Implementation Guide

Quick Start

See Complete Working Example:

Demo script: examples/document_search_demo.py
Module README: packages/rag/document_search/README.md

Basic Usage (3 steps):

from packages.rag.document_search import (
    DocumentSearchPipeline, ProfileType, OpenSearchDocumentStore
)

# 1. Initialize with balanced profile
store = OpenSearchDocumentStore("localhost", 9200, "documents")
pipeline = DocumentSearchPipeline.create_profile(
    ProfileType.BALANCED, store, embedding_function
)

# 2. Execute search
result = pipeline.execute("What were the key findings?")

# 3. Use results
print(result.summary.text)  # Grounded summary with citations

Key Implementation Files:

packages/rag/document_search/pipeline.py - Main pipeline with profiles
packages/rag/document_search/store.py - OpenSearch integration
packages/rag/document_search/retriever.py - Hybrid retrieval
packages/rag/document_search/summarizer.py - Grounded summarization

For detailed code examples, see the implementation files and demo script.

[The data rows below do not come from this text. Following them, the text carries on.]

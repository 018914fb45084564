use macroquad::prelude::*;

use crate::gid::Gid;
use crate::grid::GridGeometry;

/// Dense row-major GID storage for one tile layer.
///
/// The grid bounds `[left, right) x [top, bottom)` are fixed at
/// construction. Every cell inside them is addressable; a stored value of 0
/// is the empty tile. Queries outside the bounds return `None` and writes
/// outside the bounds are silently ignored — world-edge probing is routine
/// in per-frame game code and must never take down the frame loop.
#[derive(Debug, Clone)]
pub struct TileLayerStore {
    left: i32,
    top: i32,
    width: usize,
    height: usize,
    cells: Vec<u32>,
}

impl TileLayerStore {
    /// Creates an all-empty store with the given origin and size.
    pub fn new(left: i32, top: i32, width: usize, height: usize) -> Self {
        TileLayerStore {
            left,
            top,
            width,
            height,
            cells: vec![0; width * height],
        }
    }

    /// Creates a store from row-major cell data. The caller guarantees
    /// `data.len() == width * height`; the loader validates this before
    /// construction.
    pub fn from_data(left: i32, top: i32, width: usize, height: usize, data: Vec<u32>) -> Self {
        debug_assert_eq!(data.len(), width * height);
        TileLayerStore {
            left,
            top,
            width,
            height,
            cells: data,
        }
    }

    /// Grid bounds as `(left, top, right, bottom)`, right/bottom exclusive.
    pub fn grid_bounds(&self) -> (i32, i32, i32, i32) {
        (
            self.left,
            self.top,
            self.left + self.width as i32,
            self.top + self.height as i32,
        )
    }

    /// Whether `(grid_x, grid_y)` lies inside the bounds.
    #[inline]
    pub fn contains(&self, grid_x: i32, grid_y: i32) -> bool {
        grid_x >= self.left
            && grid_y >= self.top
            && grid_x < self.left + self.width as i32
            && grid_y < self.top + self.height as i32
    }

    #[inline]
    fn cell_index(&self, grid_x: i32, grid_y: i32) -> usize {
        (grid_y - self.top) as usize * self.width + (grid_x - self.left) as usize
    }

    /// The GID at `(grid_x, grid_y)`, or `None` when the cell is empty or
    /// the coordinates are outside the bounds.
    #[inline]
    pub fn gid_at(&self, grid_x: i32, grid_y: i32) -> Option<Gid> {
        if !self.contains(grid_x, grid_y) {
            return None;
        }
        match self.cells[self.cell_index(grid_x, grid_y)] {
            0 => None,
            raw => Some(Gid(raw)),
        }
    }

    /// Writes a raw GID (0 clears the cell). Out-of-bounds writes are
    /// ignored.
    #[inline]
    pub fn set_gid_at(&mut self, grid_x: i32, grid_y: i32, gid: u32) {
        if self.contains(grid_x, grid_y) {
            let idx = self.cell_index(grid_x, grid_y);
            self.cells[idx] = gid;
        }
    }

    /// Iterates over the non-empty cells in row-major order.
    pub fn tiles(&self, geometry: GridGeometry, offset: Vec2) -> Tiles<'_> {
        Tiles {
            store: self,
            geometry,
            offset,
            cursor: 0,
        }
    }
}

/// One non-empty cell yielded by [`TileLayerStore::tiles`].
#[derive(Debug, Clone, Copy, PartialEq)]
pub struct TilePlacement {
    /// Row-major linear offset within the layer bounds; stable per-tile
    /// identity for one frame.
    pub index: usize,
    /// The stored GID, flip flags included.
    pub gid: Gid,
    /// Grid column.
    pub grid_x: i32,
    /// Grid row.
    pub grid_y: i32,
    /// Pixel x of the cell's top-left corner (layer offset applied).
    pub x: f32,
    /// Pixel y of the cell's top-left corner (layer offset applied).
    pub y: f32,
}

/// Restartable iterator over a layer's non-empty tiles.
pub struct Tiles<'a> {
    store: &'a TileLayerStore,
    geometry: GridGeometry,
    offset: Vec2,
    cursor: usize,
}

impl Iterator for Tiles<'_> {
    type Item = TilePlacement;

    fn next(&mut self) -> Option<TilePlacement> {
        while self.cursor < self.store.cells.len() {
            let index = self.cursor;
            self.cursor += 1;
            let raw = self.store.cells[index];
            if raw == 0 {
                continue;
            }
            let grid_x = self.store.left + (index % self.store.width) as i32;
            let grid_y = self.store.top + (index / self.store.width) as i32;
            let p = self.geometry.grid_to_pixel(grid_x, grid_y, self.offset);
            return Some(TilePlacement {
                index,
                gid: Gid(raw),
                grid_x,
                grid_y,
                x: p.x,
                y: p.y,
            });
        }
        None
    }
}

#[cfg(test)]
mod tests {
    use super::*;
    use crate::grid::GridGeometry;

    #[test]
    fn get_set_round_trip_and_idempotence() {
        let mut store = TileLayerStore::new(0, 0, 4, 4);
        assert_eq!(store.gid_at(1, 2), None);
        store.set_gid_at(1, 2, 7);
        assert_eq!(store.gid_at(1, 2), Some(Gid(7)));
        store.set_gid_at(1, 2, 7);
        assert_eq!(store.gid_at(1, 2), Some(Gid(7)));
        store.set_gid_at(1, 2, 0);
        assert_eq!(store.gid_at(1, 2), None);
    }

    #[test]
    fn out_of_bounds_reads_are_none_and_writes_are_ignored() {
        let mut store = TileLayerStore::new(0, 0, 2, 2);
        assert_eq!(store.gid_at(-1, -1), None);
        assert_eq!(store.gid_at(2, 0), None);
        store.set_gid_at(-1, -1, 9);
        store.set_gid_at(0, 2, 9);
        assert!(store.tiles(GridGeometry::orthogonal(8.0, 8.0), Vec2::ZERO).count() == 0);
    }

    #[test]
    fn nonzero_origin_addresses_by_world_grid() {
        let mut store = TileLayerStore::new(2, 3, 2, 2);
        store.set_gid_at(3, 4, 5);
        assert_eq!(store.gid_at(3, 4), Some(Gid(5)));
        assert_eq!(store.gid_at(0, 0), None);
        assert_eq!(store.grid_bounds(), (2, 3, 4, 5));
    }

    #[test]
    fn tiles_iterator_skips_empty_cells_and_reports_positions() {
        let store = TileLayerStore::from_data(0, 0, 3, 2, vec![0, 4, 0, 0, 0, 9]);
        let g = GridGeometry::orthogonal(16.0, 16.0);
        let got: Vec<_> = store.tiles(g, vec2(10.0, 0.0)).collect();
        assert_eq!(got.len(), 2);
        assert_eq!(got[0].index, 1);
        assert_eq!(got[0].gid, Gid(4));
        assert_eq!((got[0].grid_x, got[0].grid_y), (1, 0));
        assert_eq!((got[0].x, got[0].y), (26.0, 0.0));
        assert_eq!(got[1].index, 5);
        assert_eq!((got[1].grid_x, got[1].grid_y), (2, 1));

        // restartable
        assert_eq!(store.tiles(g, Vec2::ZERO).count(), 2);
    }
}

Evaluation & Quality Assurance

RAGAS Metrics

RAGAS (Retrieval Augmented Generation Assessment) provides standardized metrics for RAG systems.

Metric 1: Context Precision

Question: Are the retrieved documents relevant to the query?

Formula:

Context Precision = (Relevant Retrieved) / (Total Retrieved)

Example:

Query: "How to reset password?"
Retrieved: 10 documents
Relevant: 7 documents (password reset related)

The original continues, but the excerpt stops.